Monday, 31 May 2010

Laws law

Journalism has its first scalp of the new government. Inside 17 days. A new personal best. Should we be proud?

Have we, once again, brought power to heel with our watchdoggery? Stood firm in defence of the honest man and woman?

Or has journalism, true to type, proven its inability to understand its civic purpose? That the point of journalists' scrutiny is to improve the way we govern ourselves? Without that, it is just self-regarding noise.

There's a real dilemma at the heart of this and we journalists should, at the very least, recognize that. Perhaps even, whisper it quietly, be prepared to try to resolve it. As things are, we excuse in ourselves behaviour we would accept in no other institution - a behaviour that is at best arrogant, at worst delinquent.

You don't have to take sides or be soft on politicians to have been dismayed by the assertions of some in the press that, in spite of David Laws' explanation of his actions in the light of the Telegraph's disclosures, they knew what it was really all about. What was really going on in the former minister's mind.

'Sobvious innit. MP = greedy. Snouts, Trough, Boots. Fill. Nothing's changed, they're all as bad as each other. Bad as the last lot. Chuck 'em all out.

Thus the Sun: Mr Laws "channeled more than £40,000 of taxpayers' money to his long term partner" - the verb, intriguingly upgraded at the subbing stage; the original story had the more bland 'paid' ... as you can see from the url.

Thus the Mirror: a simple expenses scandal - his apology groveling (oh, come on ... you can do better than that: surely it was at the very least 'sniveling' ....)

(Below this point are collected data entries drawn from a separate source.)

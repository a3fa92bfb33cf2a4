use chardetng::EncodingDetector;
use encoding_rs::Encoding;

use super::{ExtractMetadata, Extracted};

/// Decode plain text with encoding detection. A byte-order mark wins;
/// otherwise the detector guesses. When the guess cannot decode the bytes
/// cleanly, fall back to lossy UTF-8 and record it.
pub(super) fn extract(bytes: &[u8]) -> Extracted {
    let (encoding, body, confident) = match Encoding::for_bom(bytes) {
        Some((encoding, bom_len)) => (encoding, &bytes[bom_len..], true),
        None => {
            let mut detector = EncodingDetector::new();
            detector.feed(bytes, true);
            let (encoding, confident) = detector.guess_assess(None, true);
            (encoding, bytes, confident)
        }
    };

    let mut metadata = ExtractMetadata {
        encoding: Some(encoding.name().to_string()),
        encoding_confident: Some(confident),
        ..Default::default()
    };

    let text = match encoding.decode_without_bom_handling_and_without_replacement(body) {
        Some(text) => text.into_owned(),
        None => {
            tracing::warn!(
                encoding = encoding.name(),
                "Detected encoding failed to decode, falling back to lossy UTF-8"
            );
            metadata.lossy_fallback = true;
            String::from_utf8_lossy(body).into_owned()
        }
    };

    Extracted { text, metadata }
}
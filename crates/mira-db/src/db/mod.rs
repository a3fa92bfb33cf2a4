//! Database repositories
//!
//! Organized into identity/ (tenants, principals, login tokens, secrets) and
//! documents/ (ledger, audit log, diagnostics).
//
// Identity repositories
pub mod identity;
//
// Document ledger and audit repositories
pub mod documents;
//
// Transaction utilities
pub mod transaction;

pub use documents::{database_size, AuditRepository, DocumentRepository};
pub use identity::{LoginTokenRepository, PrincipalRepository, SecretRepository, TenantRepository};
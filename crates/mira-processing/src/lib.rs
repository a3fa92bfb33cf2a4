//! Mira document processing
//!
//! Pure transforms over uploaded bytes and generated text: format
//! extraction, normalization, chunking, file-set fingerprints and rendering
//! of generated artifacts to markdown, text, PDF and DOCX.

pub mod artifact;
pub mod chunker;
pub mod document;
pub mod fingerprint;
pub mod pipeline;

pub use artifact::{clean_markdown, ArtifactOutputs, ArtifactWriter, RenderError, RenderedFile};
pub use chunker::{split_into_chunks, Chunk, ChunkConfig};
pub use document::{DocumentKind, ExtractError, ExtractMetadata, Extracted};
pub use fingerprint::{content_sha256, file_set_fingerprint};
pub use pipeline::{
    fingerprint_of, process_files, ExtractedDocument, FileDetail, FileStatus, ProcessedBatch,
    UploadedFile,
};
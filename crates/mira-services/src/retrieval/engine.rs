use serde::Serialize;
use std::sync::Arc;
use std::time::Instant;

use super::VectorIndex;
use crate::providers::{EmbeddingProvider, ProviderError};

/// Results for interactive questions.
pub const INTERACTIVE_K: usize = 4;
/// Results for the whole-plan coverage sweep.
pub const PLAN_SWEEP_K: usize = 20;
pub const PLAN_SWEEP_QUERY: &str = "project requirements timeline deliverables team milestones";

/// A retrieved passage with its provenance.
#[derive(Debug, Clone, PartialEq, Serialize)]
pub struct SearchHit {
    pub text: String,
    pub source: String,
    /// 0-based chunk position within `source`.
    pub ordinal: usize,
    pub total: usize,
    pub distance: f32,
}

/// `IndexMissing` means nothing has been indexed in this session;
/// `Results(vec![])` means the index exists but nothing matched.
#[derive(Debug, Clone, PartialEq)]
pub enum SearchOutcome {
    IndexMissing,
    Results(Vec<SearchHit>),
}

impl SearchOutcome {
    pub fn hits(&self) -> &[SearchHit] {
        match self {
            SearchOutcome::IndexMissing => &[],
            SearchOutcome::Results(hits) => hits,
        }
    }

    pub fn is_index_missing(&self) -> bool {
        matches!(self, SearchOutcome::IndexMissing)
    }
}

/// Nearest-neighbour search over a session's index.
#[derive(Clone)]
pub struct RetrievalEngine {
    embedder: Arc<dyn EmbeddingProvider>,
}

impl RetrievalEngine {
    pub fn new(embedder: Arc<dyn EmbeddingProvider>) -> Self {
        Self { embedder }
    }

    pub fn embedder(&self) -> Arc<dyn EmbeddingProvider> {
        self.embedder.clone()
    }

    /// Embed `query` and return the `k` nearest chunks.
    ///
    /// An absent or empty index yields [`SearchOutcome::IndexMissing`]
    /// without calling the embedding provider.
    pub async fn search(
        &self,
        index: Option<&VectorIndex>,
        query: &str,
        k: usize,
    ) -> Result<SearchOutcome, ProviderError> {
        let index = match index {
            Some(index) if !index.is_empty() => index,
            _ => return Ok(SearchOutcome::IndexMissing),
        };

        let start = Instant::now();
        let query_vector = self
            .embedder
            .embed(&[query.to_string()])
            .await?
            .into_iter()
            .next()
            .ok_or_else(|| ProviderError::Decode {
                service: "OpenAI",
                message: "embedding response contained no vectors".to_string(),
            })?;

        let hits: Vec<SearchHit> = index
            .nearest(&query_vector, k)
            .into_iter()
            .map(|(entry, distance)| SearchHit {
                text: entry.text.clone(),
                source: entry.source.clone(),
                ordinal: entry.ordinal,
                total: entry.total,
                distance,
            })
            .collect();

        tracing::debug!(
            k,
            hits = hits.len(),
            indexed = index.len(),
            duration_ms = start.elapsed().as_secs_f64() * 1000.0,
            "Vector search completed"
        );
        Ok(SearchOutcome::Results(hits))
    }
}

/// Render hits as numbered, cited passages.
pub fn format_search_results(hits: &[SearchHit]) -> String {
    let mut output = format!("📚 **Found {} relevant sections:**\n\n", hits.len());
    for (i, hit) in hits.iter().enumerate() {
        output.push_str(&format!("### 📄 Source {}: `{}`\n", i + 1, hit.source));
        output.push_str(&format!(
            "**Section:** {} of {}\n\n",
            hit.ordinal + 1,
            hit.total
        ));
        output.push_str(&format!("> {}\n\n", hit.text));
        output.push_str("---\n\n");
    }
    output.push_str(
        "*💡 Use the information above to answer the user's question. Always cite the source document names.*",
    );
    output
}
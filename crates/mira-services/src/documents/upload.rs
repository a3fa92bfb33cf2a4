use std::sync::Arc;

use mira_core::models::{Document, NewDocument, Principal, UploadReceipt};
use mira_core::AppError;
use mira_db::DocumentRepositoryTrait;
use mira_processing::content_sha256;
use mira_storage::{content_key, sanitize_filename, Storage};
use uuid::Uuid;

const LIST_LIMIT: i64 = 500;

/// Stores uploaded bytes and records them in the ledger.
#[derive(Clone)]
pub struct DocumentService {
    storage: Arc<dyn Storage>,
    documents: Arc<dyn DocumentRepositoryTrait>,
}

impl DocumentService {
    pub fn new(storage: Arc<dyn Storage>, documents: Arc<dyn DocumentRepositoryTrait>) -> Self {
        Self { storage, documents }
    }

    /// Store `bytes` under `{tenant}/{principal}/{sha256}/{filename}` and
    /// append a ledger row with its audit entry. Identical bytes share one
    /// stored object; every upload gets its own ledger row.
    #[tracing::instrument(skip(self, principal, bytes), fields(user_id = %principal.id, tenant_id = %principal.tenant_id))]
    pub async fn upload(
        &self,
        principal: &Principal,
        filename: &str,
        bytes: Vec<u8>,
    ) -> Result<UploadReceipt, AppError> {
        let start = std::time::Instant::now();
        let filename = sanitize_filename(filename);
        let size = bytes.len() as i64;
        let sha256 = content_sha256(&bytes);
        let key = content_key(principal.tenant_id, principal.id, &sha256, &filename);

        let stored = self.storage.put(&key, bytes).await?;

        let created = self
            .documents
            .create_with_audit(NewDocument {
                tenant_id: principal.tenant_id,
                principal_id: principal.id,
                filename: filename.clone(),
                path: stored.location.clone(),
                size,
                sha256,
            })
            .await;

        // A blob written by this call has no ledger row yet; one that already
        // existed belongs to earlier uploads and stays.
        let document = match created {
            Ok(document) => document,
            Err(e) => {
                if stored.written {
                    if let Err(cleanup) = self.storage.delete(&key).await {
                        tracing::warn!(error = %cleanup, key = %key, "Failed to remove orphaned upload");
                    }
                }
                return Err(e);
            }
        };

        tracing::info!(
            doc_id = %document.id,
            filename = %filename,
            size_bytes = size,
            written = stored.written,
            duration_ms = start.elapsed().as_secs_f64() * 1000.0,
            "Document uploaded"
        );
        Ok(UploadReceipt::from(&document))
    }

    /// Documents of a tenant, newest first.
    pub async fn list_documents(&self, tenant_id: Uuid) -> Result<Vec<Document>, AppError> {
        self.documents.list_by_tenant(tenant_id, LIST_LIMIT).await
    }
}
//! Error types module
//!
//! All fallible operations in Mira surface an `AppError`. Each variant
//! self-describes how it should be presented to an end user through
//! `ErrorMetadata`, so the outer surfaces (CLI, chat) print a short actionable
//! message while the full error chain goes to the operational log.
//!
//! The `Database` variant and `From<sqlx::Error>` are gated behind the `sqlx` feature.

use std::io;

#[cfg(feature = "sqlx")]
use sqlx::Error as SqlxError;

/// Log level for error reporting
#[derive(Debug, Clone, Copy, PartialEq, Eq)]
pub enum LogLevel {
    /// Debug level - for expected errors like validation failures
    Debug,
    /// Warning level - for recoverable issues like a missing credential
    Warn,
    /// Error level - for unexpected failures
    Error,
}

/// Metadata describing how an error is presented to the user.
pub trait ErrorMetadata {
    /// Machine-readable error code (e.g., "DATABASE_ERROR")
    fn error_code(&self) -> &'static str;

    /// Whether this error is recoverable (can be retried or fixed by the user)
    fn is_recoverable(&self) -> bool;

    /// Suggested action for the user
    fn suggested_action(&self) -> Option<&'static str>;

    /// User-facing message (may differ from internal error message)
    fn client_message(&self) -> String;

    /// Whether details should be hidden from end users
    fn is_sensitive(&self) -> bool;

    /// Log level for this error
    fn log_level(&self) -> LogLevel;
}

#[derive(Debug, thiserror::Error)]
pub enum AppError {
    #[cfg(feature = "sqlx")]
    #[error("Database error: {0}")]
    Database(#[source] SqlxError),

    #[cfg(not(feature = "sqlx"))]
    #[error("Database error: {0}")]
    Database(String),

    #[error("Configuration error: {0}")]
    Config(String),

    #[error("Storage error: {0}")]
    Storage(String),

    #[error("Invalid input: {0}")]
    InvalidInput(String),

    #[error("Not found: {0}")]
    NotFound(String),

    #[error("Unauthorized: {0}")]
    Unauthorized(String),

    #[error("Forbidden: {0}")]
    Forbidden(String),

    #[error("Login failed")]
    LoginFailed,

    #[error("{service} is not configured: {message}")]
    NotConfigured { service: String, message: String },

    #[error("{service} request failed: {message}")]
    External { service: String, message: String },

    #[error("{service} request timed out after {seconds}s")]
    Timeout { service: String, seconds: u64 },

    #[error("Encryption error: {0}")]
    Encryption(String),

    #[error("Internal error: {0}")]
    Internal(String),

    #[error("Internal error with source")]
    InternalWithSource {
        message: String,
        #[source]
        source: anyhow::Error,
    },
}

#[cfg(feature = "sqlx")]
impl From<SqlxError> for AppError {
    fn from(err: SqlxError) -> Self {
        AppError::Database(err)
    }
}

impl From<anyhow::Error> for AppError {
    fn from(err: anyhow::Error) -> Self {
        AppError::InternalWithSource {
            message: err.to_string(),
            source: err,
        }
    }
}

impl From<io::Error> for AppError {
    fn from(err: io::Error) -> Self {
        AppError::Internal(format!("IO error: {}", err))
    }
}

impl From<serde_json::Error> for AppError {
    fn from(err: serde_json::Error) -> Self {
        AppError::InvalidInput(format!("JSON parsing error: {}", err))
    }
}

impl From<uuid::Error> for AppError {
    fn from(err: uuid::Error) -> Self {
        AppError::InvalidInput(format!("UUID parsing error: {}", err))
    }
}

/// Static metadata for each variant: (error_code, recoverable, suggested_action, sensitive, log_level).
fn app_error_static_metadata(
    err: &AppError,
) -> (&'static str, bool, Option<&'static str>, bool, LogLevel) {
    match err {
        AppError::Database(_) => (
            "DATABASE_ERROR",
            true,
            Some("Retry after a short delay"),
            true,
            LogLevel::Error,
        ),
        AppError::Config(_) => (
            "CONFIGURATION_ERROR",
            false,
            Some("Set the named environment variable and restart"),
            false,
            LogLevel::Error,
        ),
        AppError::Storage(_) => (
            "STORAGE_ERROR",
            true,
            Some("Retry after a short delay"),
            true,
            LogLevel::Error,
        ),
        AppError::InvalidInput(_) => (
            "INVALID_INPUT",
            false,
            Some("Check the input and try again"),
            false,
            LogLevel::Debug,
        ),
        AppError::NotFound(_) => (
            "NOT_FOUND",
            false,
            Some("Verify the identifier exists"),
            false,
            LogLevel::Debug,
        ),
        AppError::Unauthorized(_) => (
            "UNAUTHORIZED",
            false,
            Some("Request a new login link"),
            false,
            LogLevel::Debug,
        ),
        AppError::Forbidden(_) => (
            "FORBIDDEN",
            false,
            Some("Ask a tenant administrator to perform this action"),
            false,
            LogLevel::Debug,
        ),
        AppError::LoginFailed => (
            "LOGIN_FAILED",
            false,
            Some("Request a new login link"),
            false,
            LogLevel::Debug,
        ),
        AppError::NotConfigured { .. } => (
            "NOT_CONFIGURED",
            true,
            Some("Save the missing credential and try again"),
            false,
            LogLevel::Warn,
        ),
        AppError::External { .. } => (
            "EXTERNAL_SERVICE_ERROR",
            true,
            Some("Retry after a short delay"),
            false,
            LogLevel::Warn,
        ),
        AppError::Timeout { .. } => (
            "TIMEOUT",
            true,
            Some("Retry after a short delay"),
            false,
            LogLevel::Warn,
        ),
        AppError::Encryption(_) => (
            "ENCRYPTION_ERROR",
            false,
            Some("Check SECRETS_MASTER_KEY"),
            true,
            LogLevel::Error,
        ),
        AppError::Internal(_) | AppError::InternalWithSource { .. } => (
            "INTERNAL_ERROR",
            true,
            Some("Retry after a short delay"),
            true,
            LogLevel::Error,
        ),
    }
}

impl AppError {
    /// Shorthand for a missing-credential error on an external service.
    pub fn not_configured(service: impl Into<String>, message: impl Into<String>) -> Self {
        AppError::NotConfigured {
            service: service.into(),
            message: message.into(),
        }
    }

    /// Shorthand for a failed call to an external service.
    pub fn external(service: impl Into<String>, message: impl Into<String>) -> Self {
        AppError::External {
            service: service.into(),
            message: message.into(),
        }
    }

    /// Get detailed error information including error chain
    pub fn detailed_message(&self) -> String {
        use std::error::Error;

        let mut details = self.to_string();

        let mut source = self.source();
        let mut depth = 0;
        while let Some(err) = source {
            depth += 1;
            if depth > 5 {
                details.push_str("\n  ... (truncated)");
                break;
            }
            details.push_str(&format!("\n  Caused by: {}", err));
            source = err.source();
        }

        details
    }
}

impl ErrorMetadata for AppError {
    fn error_code(&self) -> &'static str {
        app_error_static_metadata(self).0
    }

    fn is_recoverable(&self) -> bool {
        app_error_static_metadata(self).1
    }

    fn suggested_action(&self) -> Option<&'static str> {
        app_error_static_metadata(self).2
    }

    fn is_sensitive(&self) -> bool {
        app_error_static_metadata(self).3
    }

    fn log_level(&self) -> LogLevel {
        app_error_static_metadata(self).4
    }

    fn client_message(&self) -> String {
        match self {
            AppError::Database(_) => "Failed to access database".to_string(),
            AppError::Config(ref msg) => msg.clone(),
            AppError::Storage(_) => "Failed to access file storage".to_string(),
            AppError::InvalidInput(ref msg) => msg.clone(),
            AppError::NotFound(ref msg) => msg.clone(),
            AppError::Unauthorized(ref msg) => msg.clone(),
            AppError::Forbidden(ref msg) => msg.clone(),
            AppError::LoginFailed => "Login failed".to_string(),
            AppError::NotConfigured { service, .. } => {
                format!("{} is not configured", service)
            }
            AppError::External { service, message } => {
                format!("{} request failed: {}", service, message)
            }
            AppError::Timeout { service, seconds } => {
                format!("{} did not respond within {}s", service, seconds)
            }
            AppError::Encryption(_) => "Failed to process a stored secret".to_string(),
            AppError::Internal(_) => "Internal error".to_string(),
            AppError::InternalWithSource { .. } => "Internal error".to_string(),
        }
    }
}

#[cfg(test)]
mod tests {
    use super::*;

    #[test]
    fn test_error_metadata_database() {
        #[cfg(feature = "sqlx")]
        let err = AppError::from(sqlx::Error::PoolClosed);
        #[cfg(not(feature = "sqlx"))]
        let err = AppError::Database("pool closed".to_string());
        assert_eq!(err.error_code(), "DATABASE_ERROR");
        assert!(err.is_recoverable());
        assert_eq!(err.client_message(), "Failed to access database");
        assert!(err.is_sensitive());
        assert_eq!(err.log_level(), LogLevel::Error);
    }

    #[test]
    fn test_login_failed_hides_cause() {
        let err = AppError::LoginFailed;
        assert_eq!(err.client_message(), "Login failed");
        assert_eq!(err.error_code(), "LOGIN_FAILED");
        assert!(!err.is_recoverable());
    }

    #[test]
    fn test_not_configured_is_recoverable_warning() {
        let err = AppError::not_configured("Trello", "trello_api_key missing");
        assert!(err.is_recoverable());
        assert_eq!(err.log_level(), LogLevel::Warn);
        assert_eq!(err.client_message(), "Trello is not configured");
    }

    #[test]
    fn test_timeout_message_names_service() {
        let err = AppError::Timeout {
            service: "OpenAI".to_string(),
            seconds: 60,
        };
        assert_eq!(err.to_string(), "OpenAI request timed out after 60s");
        assert!(err.client_message().contains("60s"));
    }

    #[test]
    fn test_detailed_message_includes_source_chain() {
        let err = AppError::from(anyhow::anyhow!("inner").context("outer"));
        let details = err.detailed_message();
        assert!(details.contains("Internal error with source"));
        assert!(details.contains("outer"));
    }
}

And thus Barbara Ellen in the Observer ... who you might have thought should have known better.

Don't we - in the interests of both scrutiny and accuracy - have to begin with David Law's own explanation of why he did what he did? If we can disprove it through proper scrutiny .. fine. But if we simply dismiss it - because we really know - we also have to explain why one of the cleverest and most economically astute men in the country, let alone Parliament, didn't arrange his affairs to cash in to the max. Something he could have done entirely within the rules both as they were then and as they are now.

And this matters. Matters way beyond the detail of this one story.

It's likely - most sensible commentators seem to agree - that that the Laws affair is about judgment distorted not greed. That what we've learned about a (former) cabinet minister is that people - even those in positions of leadership - do daft things for complex reasons. Usually because they understand themselves less than they understand anything else.

Yet that lazy default - "we know they're all on the make" - is doubly dangerous; it looks like scrutiny without being anything of the kind. And it damages our politics, if for no other reason than that it reduces our various publics' understandings to yet another pointless, misleading binary; venal or honest ... with the centre of gravity very definitely on the venal side.

There is a genuine dilemma around disclosure and its effects.

As Roy Greenslade writes:

"The press exists to reveal what those in power seek to keep secret. The raison d'être of journalists is disclosure."

And it's impossible to argue that having bought the information - part of that CD whose contents it began publishing just over a year ago - the Telegraph should not have revealed what they had. And the measured language of its first report can't be faulted.

But is it enough to say that "disclosure" is all? That our responsibilities as journalists end once the revelation has been made? Don't we also - as people with pride in our craft - have the responsibility to make sure that disclosure is scrutinised in ways that are both rigorous and accurate. That we don't hunt scalps just for the sake of it or as means of validating our own purpose in life?

The Guardan's Michael White goes further:

"I do not think the public interest has been well served
by the
Telegraph exposé. Laws is a clever, serious fellow who could have
opted for a life of idle self-amusement but plunged in public life
where dreadful things can happen.

So I regret his going and hope
the
Telegraph's more thoughtful readers are as unimpressed as I am.
Perhaps the newspapers really are losing the plot in their - our -
battle to retain sales share."

Whether it's about the business of sales share alone, I'm not so sure. There's something so deeply ingrained in the culture of British journalism that the alternative, thinking whether the way in which we treat disclosures like the Telegraph's is proportionate, is just not an option.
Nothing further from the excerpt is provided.